Which brings me to my current topic – performance and responsiveness.

I think personal computers were supposed to perform repetitious tasks quickly and to make our lives more wonderful because they were going to save time.  There have been many generations of improvements in the PC since I bought my first IBM in 1983, but I feel like I am still waiting.  Waiting for the machine to boot up, waiting for the machine to start, waiting for something to update, waiting for technology to be more amazing.   When I turn on my PC, it’s a short eternity until the desktop shows up.  And once the desktop shows up, it’s just a tease.  A dozen other programs and processes then need to load and it’s another yawn of impatience until I can actually do anything.

And after the machine is actually ready, still nothing happens quickly.  Simple tasks such as opening a document, or opening a new browser window, or viewing some photographs are a chore.   I’m staring at the hourglass, or the screen is simply frozen indefinitely.   I click on something, and nothing happens.  The hard drive churns away.  I am known to ask the obvious question aloud: what is it doing?

Ok, on some level I know what it’s doing:  I can look at the list of low-level processes and get a pretty good idea of who is doing what.

But what’s missing is a good reason for all the waiting.  With the equivalent of a supercomputer on my desk or laptop, I shouldn’t have to wait to accomplish the simplest chores.  I can understand needing some time to compute tomorrow’s weather forecast.  But checking my email?

Of course, some delays are inevitable–particularly operations that rely on the network or other slower peripheral devices.
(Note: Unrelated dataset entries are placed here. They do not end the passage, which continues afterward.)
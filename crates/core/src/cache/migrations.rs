//! Store schema migrations.
//!
//! Uses a simple version table approach to track applied migrations.
//! Each migration is a SQL batch that transforms the schema.

use std::num::ParseIntError;

use super::Error;
use tokio_rusqlite::{Connection, params};

/// Migration list: (version, SQL).
///
/// Migrations must be applied in order. The version number is an
/// incrementing integer used to track which migrations have been applied.
/// All migrations are idempotent using CREATE IF NOT EXISTS.
const MIGRATIONS: &[(&str, &str)] = &[
    ("1", include_str!("../../migrations/001_responses.sql")),
    ("2", include_str!("../../migrations/002_store_meta.sql")),
];

/// Run any pending migrations.
///
/// Creates the _migrations table if it doesn't exist, checks the current
/// version, and applies any migrations that haven't been run yet.
pub async fn run(conn: &Connection) -> Result<(), Error> {
    conn.call(|conn| -> Result<(), Error> {
        conn.execute(
            "CREATE TABLE IF NOT EXISTS _migrations (
                version INTEGER PRIMARY KEY,
                applied_at TEXT NOT NULL
            )",
            [],
        )
        .map_err(Error::from)?;

        let current: i64 = conn
            .query_row("SELECT COALESCE(MAX(version), 0) FROM _migrations", [], |row| {
                row.get(0)
            })
            .map_err(Error::from)?;

        for (version, sql) in MIGRATIONS {
            let version_num: i64 = version
                .parse()
                .map_err(|e: ParseIntError| Error::MigrationFailed(e.to_string()))?;
            if version_num > current {
                conn.execute_batch(sql)?;
                conn.execute(
                    "INSERT INTO _migrations (version, applied_at) VALUES (?1, ?2)",
                    params![version_num, chrono::Utc::now().to_rfc3339()],
                )
                .map_err(Error::from)?;
            }
        }

        Ok(())
    })
    .await
    .map_err(Error::from)
}
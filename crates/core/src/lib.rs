//! Core types and shared functionality for the live-dev cache gateway.
//!
//! This crate provides:
//! - Per-project response cache with SQLite backend
//! - Unified error types
//! - Layered configuration

pub mod cache;
pub mod config;
pub mod error;

pub use cache::{CacheDb, CachePool, CachedResponse, ResponseStore};
pub use config::AppConfig;
pub use error::Error;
The fact is that performance and responsiveness are afterthoughts in the design of technology products where the almighty feature list rules the day.   That’s unfortunate because performance and responsiveness are the cornerstones of user experience: how fast something works defines how well it seems to work.  The effectiveness of even the most advanced user interface of features is lost if responsiveness is compromised.

Remember how windowing in the operating system was supposed to improve usability by being able to perform tasks in other windows while the one that was busy finished doing its thing?  Right?
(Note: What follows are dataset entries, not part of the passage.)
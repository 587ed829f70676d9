//! HTTP fetch seam for the interceptor.
//!
//! Two operations with deliberately different failure semantics:
//! `forward` passes an intercepted request through to the real network and
//! returns whatever it yields, any status; `get` retrieves a well-known
//! static document and treats non-2xx as failure so the caller can fall
//! back to the default locale.

use std::time::{Duration, Instant};

use async_trait::async_trait;
use bytes::Bytes;
use reqwest::{Client, StatusCode, Url, header};

use livedev_core::Error;

use crate::request::InterceptedRequest;

/// Configuration for the fetch client.
#[derive(Debug, Clone)]
pub struct FetchConfig {
    /// User agent string (default: "livedev-gateway/0.1")
    pub user_agent: String,

    /// Request timeout (default: 20s)
    pub timeout: Duration,

    /// Maximum number of redirects to follow (default: 5)
    pub max_redirects: usize,
}

impl Default for FetchConfig {
    fn default() -> Self {
        Self {
            user_agent: "livedev-gateway/0.1".to_string(),
            timeout: Duration::from_millis(20_000),
            max_redirects: 5,
        }
    }
}

/// Response from a network fetch.
#[derive(Debug, Clone)]
pub struct FetchedResponse {
    /// The final URL after redirects
    pub url: Url,
    /// HTTP status code
    pub status: StatusCode,
    /// Content-Type header
    pub content_type: Option<String>,
    /// Response headers
    pub headers: header::HeaderMap,
    /// Response body bytes
    pub body: Bytes,
    /// Time taken to fetch in milliseconds
    pub fetch_ms: u64,
}

/// Network seam consumed by the interceptor.
#[async_trait]
pub trait Fetcher: Send + Sync {
    /// Pass an intercepted request through to the real network.
    ///
    /// Any status is returned verbatim; only transport failures error.
    async fn forward(&self, request: &InterceptedRequest) -> Result<FetchedResponse, Error>;

    /// Plain GET for a well-known static document.
    ///
    /// Non-2xx statuses are failures here.
    async fn get(&self, url: &str) -> Result<FetchedResponse, Error>;
}

/// Reqwest-backed fetcher.
pub struct HttpFetcher {
    http: Client,
}

impl HttpFetcher {
    /// Create a new fetcher with the given configuration.
    pub fn new(config: FetchConfig) -> Result<Self, Error> {
        let http = Client::builder()
            .user_agent(&config.user_agent)
            .timeout(config.timeout)
            .redirect(reqwest::redirect::Policy::limited(config.max_redirects))
            .use_rustls_tls()
            .gzip(true)
            .brotli(true)
            .deflate(true)
            .build()
            .map_err(|e| Error::HttpError(format!("failed to build HTTP client: {}", e)))?;

        Ok(Self { http })
    }

    async fn send(&self, request: reqwest::RequestBuilder) -> Result<FetchedResponse, Error> {
        let start = Instant::now();

        let response = request
            .send()
            .await
            .map_err(|e| Error::HttpError(format!("network error: {}", e)))?;

        let status = response.status();
        let url = response.url().clone();
        let headers = response.headers().clone();

        let content_type = headers
            .get(header::CONTENT_TYPE)
            .and_then(|v| v.to_str().ok())
            .map(|s| s.to_string());

        let body = response
            .bytes()
            .await
            .map_err(|e| Error::HttpError(format!("failed to read response: {}", e)))?;

        let fetch_ms = start.elapsed().as_millis() as u64;

        tracing::debug!(
            "fetched {} in {}ms ({} bytes, status {})",
            url,
            fetch_ms,
            body.len(),
            status.as_u16()
        );

        Ok(FetchedResponse { url, status, content_type, headers, body, fetch_ms })
    }
}

#[async_trait]
impl Fetcher for HttpFetcher {
    async fn forward(&self, request: &InterceptedRequest) -> Result<FetchedResponse, Error> {
        let mut builder = self.http.request(request.method().clone(), request.raw_url());

        // Host and Content-Length belong to the outgoing connection;
        // reqwest derives them from the URL and body.
        let mut headers = request.headers().clone();
        headers.remove(header::HOST);
        headers.remove(header::CONTENT_LENGTH);
        builder = builder.headers(headers);

        if !request.body().is_empty() {
            builder = builder.body(request.body().clone());
        }

        self.send(builder).await
    }

    async fn get(&self, url: &str) -> Result<FetchedResponse, Error> {
        let response = self.send(self.http.get(url)).await?;

        if !response.status.is_success() {
            return Err(Error::ErrorDocUnavailable(format!(
                "{}: status {}",
                url,
                response.status.as_u16()
            )));
        }

        Ok(response)
    }
}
I’ve lost track of how many times I’ve lost the bet “I can look up the number/address in the phone book faster than you can on your laptop”.  It would be refreshing to see performance and responsiveness trumping long feature lists.  Do less, but do it better.  And faster.

We have a long way to go!  And I’m still updating…



  1. Could you describe your configuration? I would wager a bet that you are using Vista.

    I personally hope the next OS release from MS is more responsive than an already available Mac or Linux OS and especially more responsive than an existing Windows OS such as XP running on identical hardware. Longer battery life on laptops and mac-like “suspend and resume” would also be very much appreciated (even if that means designing a h/w+s/w reference solution).

  2. The way Windows Update works will change. If you have some feedback on how it works, I highly suggest getting in touch with Jason Leznek, the PM on the Windows Client team or Jeremy Chapman. 🙂

    I found if you have a large PST file in Outlook it can have an adverse affect the performance on smaller devices with memory less than 2GB and slower processors. A good work around is to just to use OWA. In 2007 it works great on UMPCs – it saves on memory and processes used. I just create a shortcut in the Origami UI for my OWA 2007 connection and with an internet connection it performs and launches much faster than using Outlook 2007, while lighter than 2003 it is still pretty heavy memory, and adversly affects performance on lesser machines. Another memory hog is an internet browser. IE still doesn’t release memory and handles properly when closed, I am sure you have experienced too many tabs opened and IE crashes without any saved state of your opened tabs, thank goodness for third party applications!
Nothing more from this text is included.